Wednesday, July 26, 2017

Russia Will Retaliate, Россия будет тиражировать Rossiya budet tirazhirovat'

Russia threatened to retaliate against new sanctions passed by the U.S. House of Representatives, saying they made it all but impossible to achieve the Trump administration’s goal of improved relations.
The measures push U.S.-Russia ties into uncharted territory and “don’t leave room for the normalization of relations” in the foreseeable future, Russian Deputy Foreign Minister Sergei Ryabkov said Wednesday.
Hope “is dying” for improved relations because the scale of “the anti-Russian consensus in Congress makes dialogue impossible and for a long time,” Konstantin Kosachyov, chairman of the international affairs committee in Russia’s upper house of parliament, said. Russia should prepare a response to the sanctions that’s “painful for the Americans,” he said.
The bill passed by a vote of 419-3 on Tuesday strengthens sanctions against Russia less than three weeks after President Donald Trump and his Russian counterpart Vladimir Putin held their first official meeting at the Group of 20 summit. The measure, which now goes to the Senate, requires Trump to seek congressional approval before easing sanctions imposed under the Obama administration for Russian meddling in the 2016 presidential elections and its support for separatists in Ukraine. The White House has sent mixed signals about whether Trump will sign the bill.
‘Anti-Russian Hysteria’
Trump will sign the law because “he’s a prisoner of Congress and anti-Russian hysteria,” Alexei Pushkov, a senator in Russia’s upper house of parliament said. The sanctions are “a new stage of confrontation,” he said. McDonald’s restaurants in Russia aren’t “a sacred cow” and should face “sanitary sanctions,” Pushkov said in a separate tweet. The fast food chain’s press office in Russia declined to comment immediately. The largest McDonald’s in Russia was shuttered for three months in 2014 amid about 250 safety probes of the company’s restaurants by officials after the U.S. imposed sanctions over Russia’s annexation of Crimea.
Russia has prepared “economic and political measures that will be adopted if the Senate and Trump support the bill,” said Vladimir Dzhabarov, deputy chairman of the international affairs committee in the upper house said. Relations with the U.S. “are at such a low level that we have nothing to lose” by retaliating, he said.
Putin said after the meeting in Hamburg that he believed Trump accepted his denial that Russia interfered in the election. Congressional committees and the Federal Bureau of Investigation are examining possible collusion between the Trump campaign and Russia, which Trump has dismissed as a “witch hunt.”

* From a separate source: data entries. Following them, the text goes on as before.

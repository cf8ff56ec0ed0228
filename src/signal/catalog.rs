//! Built-in raw sensor signals.
//!
//! Scale factors are the defaults of each sensor's power-on range; range
//! reconfiguration is the sensor driver's business, not the engine's.

use super::{DataAttributes, DataSignal, SignalShape, SourceAddress};
use crate::registry::opcodes::timer as timer_ops;
use crate::registry::ModuleId;

fn raw(
    name: &str,
    module: ModuleId,
    register: u8,
    attributes: DataAttributes,
    scale: f32,
) -> DataSignal {
    DataSignal::new(
        name,
        SourceAddress::new(module as u8, register),
        SignalShape::numeric(attributes, scale),
    )
}

pub fn acceleration() -> DataSignal {
    raw(
        "acceleration",
        ModuleId::Accelerometer,
        0x04,
        DataAttributes::vector(2, 3, true),
        16384.0,
    )
    .with_enable_register(0x02)
    .with_packed(0x1c, 3)
    .with_components(&["x", "y", "z"])
}

pub fn angular_velocity() -> DataSignal {
    raw(
        "angular-velocity",
        ModuleId::Gyro,
        0x05,
        DataAttributes::vector(2, 3, true),
        16.4,
    )
    .with_enable_register(0x02)
    .with_packed(0x07, 3)
    .with_components(&["x", "y", "z"])
}

pub fn magnetic_field() -> DataSignal {
    raw(
        "magnetic-field",
        ModuleId::Magnetometer,
        0x05,
        DataAttributes::vector(2, 3, true),
        16.0,
    )
    .with_enable_register(0x02)
    .with_packed(0x09, 3)
    .with_components(&["x", "y", "z"])
}

pub fn pressure() -> DataSignal {
    raw(
        "pressure",
        ModuleId::Barometer,
        0x01,
        DataAttributes::scalar(4, false),
        256.0,
    )
    .with_enable_register(0x04)
}

pub fn altitude() -> DataSignal {
    raw(
        "altitude",
        ModuleId::Barometer,
        0x02,
        DataAttributes::scalar(4, true),
        256.0,
    )
    .with_enable_register(0x04)
}

/// Temperature of one channel; channels are selected by register index
pub fn temperature(channel: u8) -> DataSignal {
    raw(
        "temperature",
        ModuleId::Temperature,
        0x01,
        DataAttributes::scalar(2, true),
        8.0,
    )
    .with_index(channel)
}

pub fn switch() -> DataSignal {
    raw(
        "switch",
        ModuleId::Switch,
        0x01,
        DataAttributes::scalar(1, false),
        1.0,
    )
}

pub fn illuminance() -> DataSignal {
    raw(
        "illuminance",
        ModuleId::AmbientLight,
        0x03,
        DataAttributes::scalar(4, false),
        1000.0,
    )
    .with_enable_register(0x01)
}

pub fn relative_humidity() -> DataSignal {
    raw(
        "relative-humidity",
        ModuleId::Humidity,
        0x01,
        DataAttributes::scalar(4, false),
        1024.0,
    )
}

/// Fires each time timer `id` elapses; carries no payload
pub fn timer_fired(id: u8) -> DataSignal {
    DataSignal::new(
        "timer",
        SourceAddress::indexed(ModuleId::Timer as u8, timer_ops::NOTIFY, id),
        SignalShape {
            attributes: DataAttributes::scalar(0, false),
            scale: 1.0,
            kind: super::ValueKind::Opaque,
            wrappers: Vec::new(),
        },
    )
}

/// Every built-in raw signal
pub fn all() -> Vec<DataSignal> {
    vec![
        acceleration(),
        angular_velocity(),
        magnetic_field(),
        pressure(),
        altitude(),
        temperature(0),
        switch(),
        illuminance(),
        relative_humidity(),
    ]
}

/// Find the raw signal whose register produces `source`
///
/// Indexed registers match any index; the returned signal carries the
/// requested one.
pub fn lookup(source: &SourceAddress) -> Option<DataSignal> {
    all()
        .into_iter()
        .find(|s| s.source.module == source.module && s.source.register == source.register)
        .map(|s| match (s.source.index, source.index) {
            (Some(_), Some(i)) => s.with_index(i),
            _ => s,
        })
}

pub fn by_name(name: &str) -> Option<DataSignal> {
    all().into_iter().find(|s| s.name == name)
}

The House vote adds to deepening Russian gloom over prospects for a breakthrough in relations with Trump, six months after he took office pledging to improve ties with Putin. Russia threatened last week to expel U.S. diplomats and seize embassy property in Moscow, after Ryabkov failed to gain agreement at talks in Washington for the return of Russian diplomatic compounds taken by the Obama administration in December in response to the election hacking.